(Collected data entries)

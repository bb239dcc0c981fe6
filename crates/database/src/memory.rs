use crate::error::DbError;
use crate::store::OrderStore;
use async_trait::async_trait;
use chrono::{DateTime, Utc};
use core_types::{Order, OrderStatus};
use std::collections::{HashMap, HashSet};
use tokio::sync::RwLock;
use uuid::Uuid;

/// An `OrderStore` held entirely in memory.
///
/// The compare-and-set in `set_order_status` runs under a single write lock,
/// so concurrent transitions of the same order are serialized.
#[derive(Debug, Default)]
pub struct InMemoryOrderStore {
    orders: RwLock<HashMap<Uuid, Order>>,
}

impl InMemoryOrderStore {
    pub fn new() -> Self {
        Self::default()
    }

    pub fn with_orders(orders: impl IntoIterator<Item = Order>) -> Self {
        Self {
            orders: RwLock::new(orders.into_iter().map(|o| (o.order_id, o)).collect()),
        }
    }

    /// Inserts or replaces an order. Stands in for the external order-creation flow.
    pub async fn insert(&self, order: Order) {
        self.orders.write().await.insert(order.order_id, order);
    }

    pub async fn len(&self) -> usize {
        self.orders.read().await.len()
    }

    pub async fn is_empty(&self) -> bool {
        self.orders.read().await.is_empty()
    }
}

#[async_trait]
impl OrderStore for InMemoryOrderStore {
    async fn fetch_orders(
        &self,
        start: DateTime<Utc>,
        end: DateTime<Utc>,
    ) -> Result<Vec<Order>, DbError> {
        let orders = self.orders.read().await;
        let mut in_range: Vec<Order> = orders
            .values()
            .filter(|o| o.timestamp >= start && o.timestamp < end)
            .cloned()
            .collect();
        in_range.sort_by(|a, b| {
            a.timestamp
                .cmp(&b.timestamp)
                .then_with(|| a.order_id.cmp(&b.order_id))
        });
        Ok(in_range)
    }

    async fn fetch_order_count(
        &self,
        start: DateTime<Utc>,
        end: DateTime<Utc>,
    ) -> Result<u64, DbError> {
        let orders = self.orders.read().await;
        Ok(orders
            .values()
            .filter(|o| o.timestamp >= start && o.timestamp < end)
            .count() as u64)
    }

    async fn fetch_customers_with_prior_orders(
        &self,
        customer_ids: &[Uuid],
        before: DateTime<Utc>,
    ) -> Result<HashSet<Uuid>, DbError> {
        let wanted: HashSet<&Uuid> = customer_ids.iter().collect();
        let orders = self.orders.read().await;
        Ok(orders
            .values()
            .filter(|o| o.timestamp < before)
            .filter_map(|o| o.customer_id)
            .filter(|c| wanted.contains(c))
            .collect())
    }

    async fn get_order(&self, order_id: Uuid) -> Result<Option<Order>, DbError> {
        Ok(self.orders.read().await.get(&order_id).cloned())
    }

    async fn set_order_status(
        &self,
        order_id: Uuid,
        new_status: OrderStatus,
        expected_current: OrderStatus,
    ) -> Result<Option<Order>, DbError> {
        let mut orders = self.orders.write().await;
        match orders.get_mut(&order_id) {
            Some(order) if order.status == expected_current => {
                order.status = new_status;
                Ok(Some(order.clone()))
            }
            _ => Ok(None),
        }
    }
}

__YOUR GOAL__
If a line in the records above contains the word "before", copy it.

__ANSWER BELOW__
        before: DateTime<Utc>,
            .filter(|o| o.timestamp < before)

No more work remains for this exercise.